The rate constant is defined as

\[\displaystyle k =\chi^2 k_f\left(\frac{r}{R_0}\right)^6\]

where \(k_f\) is the intrinsic excited state decay rate constant and \(R_0\) is a characteristic distance that depends on the overlap of the donor molecule’s emission spectrum and the acceptor’s absorption spectrum and is typically only a few nanometres. The orientation factor between the molecules dipoles is \(\chi^2\). The molecules’ separation is \(r\) which, for Forster transfer to be valid, must be much greater than a molecule’s radius.
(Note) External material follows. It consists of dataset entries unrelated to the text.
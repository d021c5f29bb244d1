//! Cohere v1 chat adapter

use async_trait::async_trait;
use secrecy::{ExposeSecret, SecretString};
use switchboard_config::Credentials;
use tokio_util::sync::CancellationToken;

use super::{Adapter, AdapterContext};
use crate::convert::cohere::{self as convert, CohereDecoder};
use crate::error::LlmError;
use crate::protocol::cohere::{CohereRequest, CohereResponse};
use crate::stream::{ChunkStream, ndjson_events};
use crate::types::{ChatRequest, ChatResponse};

/// Required keys
pub const REQUIRED_KEYS: &[&str] = &["COHERE_API_KEY"];

/// Optional keys
pub const OPTIONAL_KEYS: &[&str] = &["COHERE_BASE_URL"];

const DEFAULT_BASE_URL: &str = "https://api.cohere.com/v1";

const MODELS: &[&str] = &[
    "command-r",
    "command-r-plus",
    "command-nightly",
    "command-light-nightly",
    "command",
    "command-r-08-2024",
    "command-r-plus-08-2024",
    "command-light",
];

/// Cohere adapter
#[derive(Debug)]
pub struct CohereAdapter {
    context: AdapterContext,
    api_key: SecretString,
    chat_url: String,
    models: Vec<String>,
}

impl CohereAdapter {
    /// Build from credentials
    pub fn new(credentials: &Credentials, context: &AdapterContext) -> anyhow::Result<Self> {
        let api_key = SecretString::from(super::require(credentials, "COHERE_API_KEY")?);
        let base_url = super::base_url(credentials, "COHERE_BASE_URL", DEFAULT_BASE_URL)?;

        Ok(Self {
            context: context.clone(),
            api_key,
            chat_url: super::endpoint(&base_url, "chat"),
            models: super::model_ids(MODELS),
        })
    }

    fn prepare(req: &ChatRequest, stream: bool) -> Result<CohereRequest, LlmError> {
        crate::convert::check_parts(&req.messages, convert::ACCEPTED_PARTS)?;
        let mut body = convert::request(req, &req.model)?;
        body.stream = stream;
        Ok(body)
    }

    async fn post(&self, body: &CohereRequest) -> Result<reqwest::Response, LlmError> {
        let request = self
            .context
            .client
            .post(&self.chat_url)
            .bearer_auth(self.api_key.expose_secret())
            .json(body);

        super::send("cohere", request).await
    }
}

#[async_trait]
impl Adapter for CohereAdapter {
    fn name(&self) -> &str {
        "cohere"
    }

    fn required_keys(&self) -> &'static [&'static str] {
        REQUIRED_KEYS
    }

    fn models(&self) -> &[String] {
        &self.models
    }

    async fn invoke(&self, request: &ChatRequest) -> Result<ChatResponse, LlmError> {
        let body = Self::prepare(request, false)?;

        tracing::debug!(vendor = "cohere", model = %request.model, "sending chat request");
        let response = self.post(&body).await?;
        let response: CohereResponse = super::read_json("cohere", response).await?;

        convert::response(response, &request.model)
    }

    async fn stream(&self, request: &ChatRequest, cancel: CancellationToken) -> Result<ChunkStream, LlmError> {
        let body = Self::prepare(request, true)?;

        tracing::debug!(vendor = "cohere", model = %request.model, "opening chat stream");
        let response = self.post(&body).await?;

        Ok(super::chunk_stream(
            ndjson_events(response, CohereDecoder::new()),
            request,
            cancel,
            &self.context,
        ))
    }
}
#[cfg(test)]
mod tests {
    use serde_json::json;

    use super::*;
    use crate::types::{ToolChoice, ToolDefinition};

    fn request_from(value: serde_json::Value) -> ChatRequest {
        serde_json::from_value(value).unwrap()
    }

    #[test]
    fn hoists_system_and_groups_tool_results() {
        let req = request_from(json!({
            "model": "claude-3-haiku-20240307",
            "messages": [
                {"role": "system", "content": "be brief"},
                {"role": "system", "content": "be kind"},
                {"role": "user", "content": "weather in Paris and Rome?"},
                {"role": "assistant", "content": null, "tool_calls": [
                    {"id": "t1", "type": "function", "function": {"name": "weather", "arguments": "{\"city\":\"Paris\"}"}},
                    {"id": "t2", "type": "function", "function": {"name": "weather", "arguments": "{\"city\":\"Rome\"}"}}
                ]},
                {"role": "tool", "tool_call_id": "t1", "content": "sunny"},
                {"role": "tool", "tool_call_id": "t2", "content": "rain"}
            ],
            "stop": "END"
        }));

        let wire = request(&req, Some("claude-3-haiku-20240307".to_owned()), &req.model, Vec::new()).unwrap();
        let body = serde_json::to_value(&wire).unwrap();

        assert_eq!(body["system"], "be brief\nbe kind");
        assert_eq!(body["max_tokens"], 4096);
        assert_eq!(body["stop_sequences"], json!(["END"]));
        assert_eq!(wire.messages.len(), 3);
        assert_eq!(body["messages"][1]["content"][0]["type"], "tool_use");
        assert_eq!(body["messages"][1]["content"][1]["input"], json!({"city": "Rome"}));
        assert_eq!(body["messages"][2]["role"], "user");
        assert_eq!(body["messages"][2]["content"][1]["tool_use_id"], "t2");
        assert!(body.get("anthropic_version").is_none());
    }

    #[test]
    fn images_are_embedded_in_part_order() {
        let req = request_from(json!({
            "model": "claude-sonnet-4-20250514",
            "messages": [{"role": "user", "content": [
                {"type": "image_url", "image_url": {"url": "https://example.com/a.png"}},
                {"type": "text", "text": "compare"},
                {"type": "image_url", "image_url": {"url": "data:image/gif;base64,Z2lm"}}
            ]}],
            "max_completion_tokens": 77
        }));

        let images = vec![
            InlineData {
                media_type: "image/png".to_owned(),
                bytes: b"png".to_vec(),
            },
            InlineData {
                media_type: "image/gif".to_owned(),
                bytes: b"gif".to_vec(),
            },
        ];
        let body = serde_json::to_value(request(&req, None, &req.model, images).unwrap()).unwrap();
        let content = &body["messages"][0]["content"];

        assert_eq!(body["max_tokens"], 77);
        assert_eq!(content[0]["source"]["media_type"], "image/png");
        assert_eq!(content[0]["source"]["data"], "cG5n");
        assert_eq!(content[1]["text"], "compare");
        assert_eq!(content[2]["source"]["data"], "Z2lm");
    }

    #[test]
    fn tool_choice_none_keeps_tools_but_omits_choice() {
        let mut req = ChatRequest::new("claude-sonnet-4-20250514", vec![Message::text(Role::User, "hi")]);
        req.tools = Some(vec![
            serde_json::from_value::<ToolDefinition>(json!({
                "type": "function",
                "function": {"name": "lookup", "parameters": {"type": "object"}}
            }))
            .unwrap(),
        ]);

        req.tool_choice = Some(serde_json::from_value::<ToolChoice>(json!("none")).unwrap());
        let wire = request(&req, None, &req.model, Vec::new()).unwrap();
        assert!(wire.tool_choice.is_none());
        assert_eq!(wire.tools.as_ref().unwrap()[0].name, "lookup");

        req.tool_choice = Some(serde_json::from_value::<ToolChoice>(json!("required")).unwrap());
        let wire = request(&req, None, &req.model, Vec::new()).unwrap();
        assert_eq!(wire.tool_choice, Some(AnthropicToolChoice::Any));

        req.tool_choice = Some(
            serde_json::from_value::<ToolChoice>(json!({"type": "function", "function": {"name": "lookup"}})).unwrap(),
        );
        let body = serde_json::to_value(request(&req, None, &req.model, Vec::new()).unwrap()).unwrap();
        assert_eq!(body["tool_choice"], json!({"type": "tool", "name": "lookup"}));
    }

    #[test]
    fn missing_content_is_rejected() {
        let req = request_from(json!({
            "model": "claude-sonnet-4-20250514",
            "messages": [{"role": "user", "content": null}]
        }));
        let err = request(&req, None, &req.model, Vec::new()).unwrap_err();
        assert_eq!(err.to_string(), "content is required");
    }

    #[test]
    fn unsupported_part_is_rejected() {
        let req = request_from(json!({
            "model": "claude-sonnet-4-20250514",
            "messages": [{"role": "user", "content": [{"type": "input_audio", "input_audio": {}}]}]
        }));
        let err = request(&req, None, &req.model, Vec::new()).unwrap_err();
        assert!(matches!(err, LlmError::UnsupportedContentType { kind } if kind == "input_audio"));
    }

    #[test]
    fn pdf_file_becomes_document() {
        let req = request_from(json!({
            "model": "claude-sonnet-4-20250514",
            "messages": [{"role": "user", "content": [
                {"type": "file", "file": {"file_data": "data:application/pdf;base64,JVBERg==", "filename": "a.pdf"}}
            ]}]
        }));
        let body = serde_json::to_value(request(&req, None, &req.model, Vec::new()).unwrap()).unwrap();
        assert_eq!(body["messages"][0]["content"][0]["type"], "document");
        assert_eq!(body["messages"][0]["content"][0]["source"]["media_type"], "application/pdf");
    }

    #[test]
    fn response_with_tool_use() {
        let resp: AnthropicResponse = serde_json::from_value(json!({
            "id": "msg_1",
            "type": "message",
            "role": "assistant",
            "model": "claude-3-haiku-20240307",
            "content": [
                {"type": "thinking", "thinking": "hmm", "signature": "x"},
                {"type": "text", "text": "Checking."},
                {"type": "tool_use", "id": "toolu_1", "name": "weather", "input": {"city": "Paris"}}
            ],
            "stop_reason": "tool_use",
            "usage": {"input_tokens": 12, "output_tokens": 8}
        }))
        .unwrap();

        let resp = response(resp, "claude-3-haiku-20240307").unwrap();
        let choice = &resp.choices[0];
        assert_eq!(choice.finish_reason, FinishReason::ToolCalls);
        assert_eq!(choice.message.content.as_deref(), Some("Checking."));
        let call = &choice.message.tool_calls.as_ref().unwrap()[0];
        assert_eq!(call.id, "toolu_1");
        assert_eq!(call.function.arguments, "{\"city\":\"Paris\"}");
        assert_eq!(resp.usage, Usage::new(12, 8));
    }

    #[test]
    fn response_without_output_tokens_fails() {
        let resp: AnthropicResponse = serde_json::from_value(json!({
            "id": "msg_1",
            "model": "claude-3-haiku-20240307",
            "content": [{"type": "text", "text": "hi"}],
            "stop_reason": "end_turn",
            "usage": {"input_tokens": 12}
        }))
        .unwrap();

        assert!(matches!(
            response(resp, "claude-3-haiku-20240307"),
            Err(LlmError::MissingUsageFields { .. })
        ));
    }

    #[test]
    fn stop_reasons() {
        assert_eq!(finish_reason(Some("end_turn")), FinishReason::Stop);
        assert_eq!(finish_reason(Some("stop_sequence")), FinishReason::Stop);
        assert_eq!(finish_reason(Some("max_tokens")), FinishReason::Length);
        assert_eq!(finish_reason(Some("pause_turn")), FinishReason::Stop);
        assert_eq!(finish_reason(None), FinishReason::Stop);
    }

    #[test]
    fn decodes_event_triplets() {
        let mut decoder = AnthropicDecoder::new();
        let frames = [
            json!({"type": "message_start", "message": {"id": "msg_1", "model": "claude-x", "usage": {"input_tokens": 5, "output_tokens": 1}}}),
            json!({"type": "content_block_start", "index": 0, "content_block": {"type": "text", "text": ""}}),
            json!({"type": "ping"}),
            json!({"type": "content_block_delta", "index": 0, "delta": {"type": "text_delta", "text": "Hi"}}),
            json!({"type": "content_block_stop", "index": 0}),
            json!({"type": "content_block_start", "index": 1, "content_block": {"type": "tool_use", "id": "toolu_1", "name": "f", "input": {}}}),
            json!({"type": "content_block_delta", "index": 1, "delta": {"type": "input_json_delta", "partial_json": "{}"}}),
            json!({"type": "content_block_stop", "index": 1}),
            json!({"type": "message_delta", "delta": {"stop_reason": "tool_use"}, "usage": {"output_tokens": 9}}),
            json!({"type": "message_stop"}),
        ];

        let events: Vec<_> = frames
            .iter()
            .flat_map(|frame| decoder.decode(&frame.to_string()).unwrap())
            .collect();

        assert_eq!(
            events,
            vec![
                VendorEvent::Started {
                    id: Some("msg_1".to_owned()),
                    model: Some("claude-x".to_owned())
                },
                VendorEvent::Usage {
                    prompt_tokens: Some(5),
                    completion_tokens: Some(1)
                },
                VendorEvent::Content {
                    index: 0,
                    text: String::new()
                },
                VendorEvent::Content {
                    index: 0,
                    text: "Hi".to_owned()
                },
                VendorEvent::ToolCall {
                    index: 0,
                    call: ToolCallDelta::start(0, "toolu_1", "f")
                },
                VendorEvent::ToolCall {
                    index: 0,
                    call: ToolCallDelta::arguments(0, "{}")
                },
                VendorEvent::Usage {
                    prompt_tokens: None,
                    completion_tokens: Some(9)
                },
                VendorEvent::Finished {
                    index: 0,
                    reason: FinishReason::ToolCalls
                },
            ]
        );
    }

    #[test]
    fn in_band_error_fails_the_stream() {
        let mut decoder = AnthropicDecoder::new();
        let err = decoder
            .decode(r#"{"type":"error","error":{"type":"overloaded_error","message":"Overloaded"}}"#)
            .unwrap_err();
        assert_eq!(err.to_string(), "overloaded_error: Overloaded");
    }

    #[test]
    fn garbage_frames_are_skipped() {
        let mut decoder = AnthropicDecoder::new();
        assert!(decoder.decode("not json").unwrap().is_empty());
    }
}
If molecules are placed at the vertices of a regular polygon a set of first order rate equations can be written down to define the probability of finding excitation on any molecule at any given time. If the molecules are all of the same type and orientation, only one rate constant \(k\) is needed. As time passes the excitation spreads out among all the molecules and if we suppose that the intrinsic decay rate constant (reciprocal fluorescence or excited state lifetime) is far smaller than that for energy transfer the population will come to an equilibrium value with equal excitation on each molecule. For simplicity the normal decay of the excited state is ignored.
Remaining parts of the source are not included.